Philip  Barker

A fortnight before the first European Games in Baku, a popular event which has become an institution in Europe will be held for the 60th time.

Back in 1955 at a meeting in Monaco, representatives of national television stations on the continent decided to start launch a Eurovision Song Contest. That year, the International Olympic Committee (IOC) held a contest of its own to find the definitive Olympic music and a man from Monaco, Prince Pierre, was its most enthusiastic supporter.

Despite the best efforts of some distinguished music makers, finding a universal Olympic hymn in the preceding quarter century had proved impossible.

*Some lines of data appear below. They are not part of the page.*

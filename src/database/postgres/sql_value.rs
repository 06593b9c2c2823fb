use bytes::BytesMut;
use tokio_postgres::types::{to_sql_checked, IsNull, ToSql, Type as PgType};

/// An owned SQL parameter value that can sit in a queued batch until the
/// batch is transmitted. The ledger schema only needs TEXT and BIGINT.
#[derive(Debug, Clone, PartialEq, Eq)]
pub enum SqlValue {
    Text(String),
    BigInt(i64),
    Null,
}

impl ToSql for SqlValue {
    fn to_sql(
        &self,
        ty: &PgType,
        out: &mut BytesMut,
    ) -> Result<IsNull, Box<dyn std::error::Error + Sync + Send>> {
        match self {
            SqlValue::Text(value) => value.to_sql(ty, out),
            SqlValue::BigInt(value) => value.to_sql(ty, out),
            SqlValue::Null => Ok(IsNull::Yes),
        }
    }

    fn accepts(_ty: &PgType) -> bool {
        true
    }

    to_sql_checked!();
}

impl From<&str> for SqlValue {
    fn from(value: &str) -> Self {
        SqlValue::Text(value.to_string())
    }
}

impl From<String> for SqlValue {
    fn from(value: String) -> Self {
        SqlValue::Text(value)
    }
}

impl From<i64> for SqlValue {
    fn from(value: i64) -> Self {
        SqlValue::BigInt(value)
    }
}

#[cfg(test)]
mod tests {
    use super::*;

    #[test]
    fn test_bigint_encodes_as_int8() {
        let mut out = BytesMut::new();
        let result = SqlValue::BigInt(1).to_sql(&PgType::INT8, &mut out).unwrap();
        assert!(matches!(result, IsNull::No));
        assert_eq!(out.as_ref(), &1i64.to_be_bytes());
    }

    #[test]
    fn test_text_encodes_as_utf8() {
        let mut out = BytesMut::new();
        let result = SqlValue::from("first item").to_sql(&PgType::TEXT, &mut out).unwrap();
        assert!(matches!(result, IsNull::No));
        assert_eq!(out.as_ref(), b"first item");
    }

    #[test]
    fn test_null_writes_nothing() {
        let mut out = BytesMut::new();
        let result = SqlValue::Null.to_sql(&PgType::TEXT, &mut out).unwrap();
        assert!(matches!(result, IsNull::Yes));
        assert!(out.is_empty());
    }

    #[test]
    fn test_from_conversions() {
        assert_eq!(SqlValue::from("x"), SqlValue::Text("x".to_string()));
        assert_eq!(SqlValue::from("x".to_string()), SqlValue::Text("x".to_string()));
        assert_eq!(SqlValue::from(2i64), SqlValue::BigInt(2));
    }
}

A different tune had been played at every Games since 1932. The acclaimed Olympische Hymne, written for the Berlin 1936 Games by Richard Strauss had been ignored by every city since. This was mainly because many did not want to use a piece of music which had originated in Germany during the Nazi era. The most recent new Olympic composition had been for Helsinki 1952 by the Finnish composer and music teacher Jaako Linjama.

In 1953, a special IOC Commission was set up. Angelo Bolanaki, the member in Greece was joined by Prince Pierre, Egyptian doctor Mohammed Taher, Frenchman Armand Massard and Franco Pietri of Italy.

When they reported to the IOC’s 1954 Session in Athens, British peer Lord Burghley joined in the debate and suggested that as the Games themselves were international, each city should be free to chose its own hymn. Instead the IOC membership voted for a competition open to musicians of all nations. Bolanaki’s Commission now had a new task: to organise of an “Olympic” Song contest!

Prince Pierre of Monaco donated a prize for the winner of 1000 US Dollars. This was to be accompanied by a commemorative medal or work of art.

The “Compositors” - this was how they were described in the regulations - were asked to set their music to lyrics inspired by the ancient poet Pindar.

“Happy the man chosen for fame,
The palm of victory on his brow,
Shows him to the crowd’s acclaim
He shall taste for his reward The divine joys !
Let the Muses set a crown upon his hair!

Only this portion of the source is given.